Physical Requirements and Working Conditions:

• Extremely detail-oriented with excellent analytical, organizational and presentation skills 
• Great written and oral communication skills 
• Well-developed problem-solving skills and ability to work independently to resolve issues 
• Ability to interact cross-functionally to achieve set objectives 
• Subject Matter Expert and trusted advisor to stakeholders within TEC 
• Attention to detail and strong interpersonal, coordination and communication skills required 
• Prior experience in a team-oriented, collaborative environment preferred 
• High level of adaptability in a constantly evolving and entrepreneurial environment 
• Intellectually curious, optimistic, patient and kind demeanor 

Expectations:

• A detailed approach to planning and delivery. 

• An ability to brief leads regarding schedule and delivery planning.  

• An attitude to go above and beyond to deliver. 

• Ability to effectively communicate multiple complex issues to colleagues.  

• To be comfortable with fast paced, uncertainty and change throughout the lifecycle of the role.  

• Be agile and responsive, with an ability to learn and take on new tasks as they become apparent. 

Education:

• Bachelor’s in Computer Science, Cybersecurity, Information Systems, Engineering, or equivalent experience.  
• Additional Useful Training: Zero Trust architecture, SIEM onboarding (Sentinel/Splunk), modern auth (OIDC/OAuth/FIDO2), cloud security fundamentals. 
• Preferred Certifications: CISSP (or pursuit), SC‑300, AZ‑104, AZ‑500, MS‑102, ITIL v3/v4. 

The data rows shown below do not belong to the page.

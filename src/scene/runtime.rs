use std::collections::{BTreeMap, BTreeSet};
use std::fs::File;
use std::io::BufReader;
use std::path::Path;

use crate::compositor::panel::{Panel, PanelOutput};
use crate::entity::artwork::{Artwork, ArtworkOutput, PanelLink};
use crate::entity::audio::{AudioSink, Instrument};
use crate::entity::caption::{Caption, CaptionOutput};
use crate::foundation::core::Vec3;
use crate::foundation::error::{PanoplyError, PanoplyResult};
use crate::layout::viewport::Viewport;
use crate::scene::model::SceneDef;
use crate::sequencer::resolve::SequencerMode;
use crate::timeline::clock::{StepChange, TimelineClock};
use crate::timeline::tick::{InputAxes, TickContext};
use crate::timeline::trigger::{AnimationTrigger, TriggerTable};

/// A request to move the target step.
#[derive(Clone, Copy, Debug, PartialEq, Eq)]
pub enum Navigation {
    /// One step forward.
    Next,
    /// One step back.
    Previous,
    /// Step 0.
    First,
    /// The last step.
    Last,
    /// A specific step, clamped into range.
    To(i64),
}

/// Everything a scene produces in one tick, indexed like the scene's entity lists.
#[derive(Clone, Debug, PartialEq, serde::Serialize)]
pub struct SceneFrame {
    /// Target step during the tick.
    pub target_step: usize,
    /// Interpolated step during the tick.
    pub interpolated_step: f64,
    /// One output per panel.
    pub panels: Vec<PanelOutput>,
    /// One entry per artwork; `None` when it did not update.
    pub artworks: Vec<Option<ArtworkOutput>>,
    /// One entry per caption; `None` when it was not placed.
    pub captions: Vec<Option<CaptionOutput>>,
}

/// A loaded comic scene: the timeline clock plus every animated entity.
///
/// Panels update before the artwork and captions that read their output.
#[derive(Debug)]
pub struct Scene {
    clock: TimelineClock,
    gesture_rate: f64,
    mode: SequencerMode,
    viewport: Option<Viewport>,
    panels: Vec<Panel>,
    artworks: Vec<Artwork>,
    artwork_panels: Vec<Option<usize>>,
    captions: Vec<Caption>,
    caption_panels: Vec<Option<usize>>,
    instruments: Vec<Instrument>,
    triggers: TriggerTable,
}

impl Scene {
    /// Parse and build a scene from a JSON reader.
    ///
    /// Script labels and panel references are resolved here; call [`Scene::validate`]
    /// for the remaining consistency checks.
    pub fn from_reader<R: std::io::Read>(r: R) -> PanoplyResult<Self> {
        let def: SceneDef = serde_json::from_reader(r)
            .map_err(|e| PanoplyError::serde(format!("parse scene JSON: {e}")))?;
        Self::from_def(def)
    }

    /// Parse and build a scene from a JSON file on disk.
    pub fn from_path(path: impl AsRef<Path>) -> PanoplyResult<Self> {
        let path = path.as_ref();
        let f = File::open(path)
            .map_err(|e| PanoplyError::validation(format!("open scene JSON '{}': {e}", path.display())))?;
        Self::from_reader(BufReader::new(f))
    }

    pub(crate) fn from_def(def: SceneDef) -> PanoplyResult<Self> {
        let clock = TimelineClock::starting_at(def.step_count, def.entry)?;
        let mode = def.mode;

        let mut panels = def
            .panels
            .into_iter()
            .map(|p| p.build(mode))
            .collect::<PanoplyResult<Vec<_>>>()?;
        assign_home_positions(&mut panels, def.home_position_x_spacing);

        let index: BTreeMap<&str, usize> = panels
            .iter()
            .enumerate()
            .map(|(i, p)| (p.name(), i))
            .collect();
        let lookup = |owner: &str, panel: Option<&str>| -> PanoplyResult<Option<usize>> {
            panel
                .map(|name| {
                    index.get(name).copied().ok_or_else(|| {
                        PanoplyError::validation(format!("{owner} references missing panel '{name}'"))
                    })
                })
                .transpose()
        };

        let artworks = def
            .artworks
            .into_iter()
            .map(|a| a.build(mode))
            .collect::<PanoplyResult<Vec<_>>>()?;
        let artwork_panels = artworks
            .iter()
            .map(|a| lookup(&format!("artwork '{}'", a.name()), a.options().panel.as_deref()))
            .collect::<PanoplyResult<Vec<_>>>()?;

        let captions = def
            .captions
            .into_iter()
            .map(|c| c.build(mode))
            .collect::<PanoplyResult<Vec<_>>>()?;
        let caption_panels = captions
            .iter()
            .map(|c| lookup(&format!("caption '{}'", c.name()), c.panel()))
            .collect::<PanoplyResult<Vec<_>>>()?;

        let instruments = def
            .instruments
            .into_iter()
            .map(|i| i.build(mode))
            .collect::<PanoplyResult<Vec<_>>>()?;

        Ok(Self {
            clock,
            gesture_rate: def.gesture_rate,
            mode,
            viewport: def.viewport,
            panels,
            artworks,
            artwork_panels,
            captions,
            caption_panels,
            instruments,
            triggers: def.triggers,
        })
    }

    /// Consistency checks beyond what building the scene already enforces.
    pub fn validate(&self) -> PanoplyResult<()> {
        if !(self.gesture_rate.is_finite() && self.gesture_rate > 0.0) {
            return Err(PanoplyError::validation("gesture_rate must be > 0"));
        }
        if let Some(vp) = &self.viewport {
            vp.validate()?;
        }
        unique_names("panel", self.panels.iter().map(Panel::name))?;
        unique_names("artwork", self.artworks.iter().map(Artwork::name))?;
        unique_names("caption", self.captions.iter().map(Caption::name))?;
        unique_names("instrument", self.instruments.iter().map(Instrument::name))?;

        let steps = self.clock.step_count();
        for panel in &self.panels {
            if panel.frames().script().len() > steps || panel.cameras().script().len() > steps {
                tracing::warn!(panel = panel.name(), steps, "panel script is longer than the timeline");
            }
        }
        for instrument in &self.instruments {
            let fade = instrument.options().fade_time;
            if fade.is_nan() || fade < 0.0 {
                return Err(PanoplyError::validation(format!(
                    "instrument '{}' fade_time must be >= 0",
                    instrument.name()
                )));
            }
        }
        for trigger in self.triggers.triggers() {
            if trigger.timeline_step >= steps {
                return Err(PanoplyError::validation(format!(
                    "trigger '{}' on '{}' fires at step {} but the timeline has {steps} steps",
                    trigger.trigger_name, trigger.target, trigger.timeline_step
                )));
            }
        }
        Ok(())
    }

    /// Timeline clock.
    pub fn clock(&self) -> &TimelineClock {
        &self.clock
    }

    /// Renderer configuration, if attached.
    pub fn viewport(&self) -> Option<&Viewport> {
        self.viewport.as_ref()
    }

    /// Attach or detach the renderer configuration.
    pub fn set_viewport(&mut self, viewport: Option<Viewport>) {
        self.viewport = viewport;
    }

    /// Panels, in authoring order.
    pub fn panels(&self) -> &[Panel] {
        &self.panels
    }

    /// Artwork layers, in authoring order.
    pub fn artworks(&self) -> &[Artwork] {
        &self.artworks
    }

    /// Captions, in authoring order.
    pub fn captions(&self) -> &[Caption] {
        &self.captions
    }

    /// Mutable captions, e.g. to schedule a layout.
    pub fn captions_mut(&mut self) -> &mut [Caption] {
        &mut self.captions
    }

    /// Audio instruments, in authoring order.
    pub fn instruments(&self) -> &[Instrument] {
        &self.instruments
    }

    /// Animation triggers.
    pub fn triggers(&self) -> &TriggerTable {
        &self.triggers
    }

    /// Current sequencer resolution mode.
    pub fn mode(&self) -> SequencerMode {
        self.mode
    }

    /// Switch every sequencer between playback and random access.
    pub fn set_mode(&mut self, mode: SequencerMode) {
        self.mode = mode;
        self.panels.iter_mut().for_each(|p| p.set_mode(mode));
        self.artworks.iter_mut().for_each(|a| a.set_mode(mode));
        self.captions.iter_mut().for_each(|c| c.set_mode(mode));
        self.instruments.iter_mut().for_each(|i| i.set_mode(mode));
    }

    /// Move the target step. Returns the change and the triggers it fired, or `None`
    /// when the move was refused at either end of the timeline.
    pub fn navigate(&mut self, nav: Navigation) -> Option<(StepChange, Vec<&AnimationTrigger>)> {
        let change = match nav {
            Navigation::Next => self.clock.increment_step()?,
            Navigation::Previous => self.clock.decrement_step()?,
            Navigation::First => self.clock.go_to_first(),
            Navigation::Last => self.clock.go_to_last(),
            Navigation::To(step) => self.clock.set_target_step(step),
        };
        Some((change, self.triggers.fired(change).collect()))
    }

    /// Place the interpolated step directly, e.g. while scrubbing.
    pub fn scrub_to(&mut self, interpolated_step: f64) {
        self.clock.set_interpolated_step(interpolated_step);
    }

    /// Ease the interpolated step toward the target by the scene's gesture rate.
    pub fn advance(&mut self, dt: f64) {
        self.clock.ease_toward_target(dt, self.gesture_rate);
    }

    /// Evaluate every visual entity against the current clock.
    #[tracing::instrument(
        skip(self, axes),
        fields(target = self.clock.target_step(), interpolated = self.clock.interpolated_step())
    )]
    pub fn tick(&mut self, axes: InputAxes, dt: f64) -> SceneFrame {
        let mut ctx = TickContext::new(&self.clock).with_axes(axes).with_dt(dt);
        if let Some(vp) = &self.viewport {
            ctx = ctx.with_viewport(vp);
        }

        let panels: Vec<PanelOutput> = self.panels.iter_mut().map(|p| p.update(&ctx)).collect();

        let homes: Vec<Vec3> = self.panels.iter().map(|p| p.options().home_position).collect();
        let artworks = self
            .artworks
            .iter_mut()
            .zip(&self.artwork_panels)
            .map(|(art, panel)| {
                let link = panel.map(|i| PanelLink {
                    home: homes[i],
                    output: &panels[i],
                });
                art.update(&ctx, link)
            })
            .collect();

        let captions = self
            .captions
            .iter_mut()
            .zip(&self.caption_panels)
            .map(|(caption, panel)| caption.update(&ctx, panel.map(|i| &panels[i])))
            .collect();

        SceneFrame {
            target_step: self.clock.target_step(),
            interpolated_step: self.clock.interpolated_step(),
            panels,
            artworks,
            captions,
        }
    }

    /// Drive every instrument against `sink`. Returns each instrument's voice volume.
    pub fn tick_audio(&mut self, dt: f64, sink: &mut dyn AudioSink) -> Vec<Option<f64>> {
        let ctx = TickContext::new(&self.clock).with_dt(dt);
        self.instruments
            .iter_mut()
            .map(|i| i.update(&ctx, sink))
            .collect()
    }
}

/// Give every panel without a home position one past the furthest panel on the x axis.
fn assign_home_positions(panels: &mut [Panel], spacing: f64) {
    for i in 0..panels.len() {
        if panels[i].options().home_position != Vec3::ZERO {
            continue;
        }
        let max_x = panels
            .iter()
            .map(|p| p.options().home_position.x)
            .fold(0.0, f64::max);
        panels[i].options_mut().home_position = Vec3::new(max_x + spacing, 0.0, 0.0);
        tracing::debug!(panel = panels[i].name(), x = max_x + spacing, "assigned home position");
    }
}

fn unique_names<'a>(kind: &str, names: impl Iterator<Item = &'a str>) -> PanoplyResult<()> {
    let mut seen = BTreeSet::new();
    for name in names {
        if !seen.insert(name) {
            return Err(PanoplyError::validation(format!("duplicate {kind} name '{name}'")));
        }
    }
    Ok(())
}

#[cfg(test)]
#[path = "../../tests/unit/scene/runtime.rs"]
mod tests;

The annual base salary range for this position is $88,000.00 - $115,000.00. The pay scale provided is the range that LA28 reasonably expects to pay as starting base compensation for this role. All LA28 compensation remains subject to final determination based on individual candidate qualifications, experience, or other reasonable criteria consistent with LA28’s operational business needs and applicable law.

LA28 does not provide relocation assistance.

LA28 is committed to fair and unbiased recruitment procedures allowing all applicants an equal opportunity for employment, free from discrimination on the basis of religion, race, sex, age, sexual orientation, disability, color, ethnic or national origin, or any other classification as may be protected by applicable law. LA28 will consider for employment qualified applicants with criminal histories in a manner consistent with the requirements of the Los Angeles Fair Chance Initiative for Hiring Ordinance and all applicable laws. We strive to build a team that is inclusive and encourage qualified candidates of all backgrounds, perspectives, and identities to apply. We assess applications based on relevant skills, education, and experience a candidate can add to our team.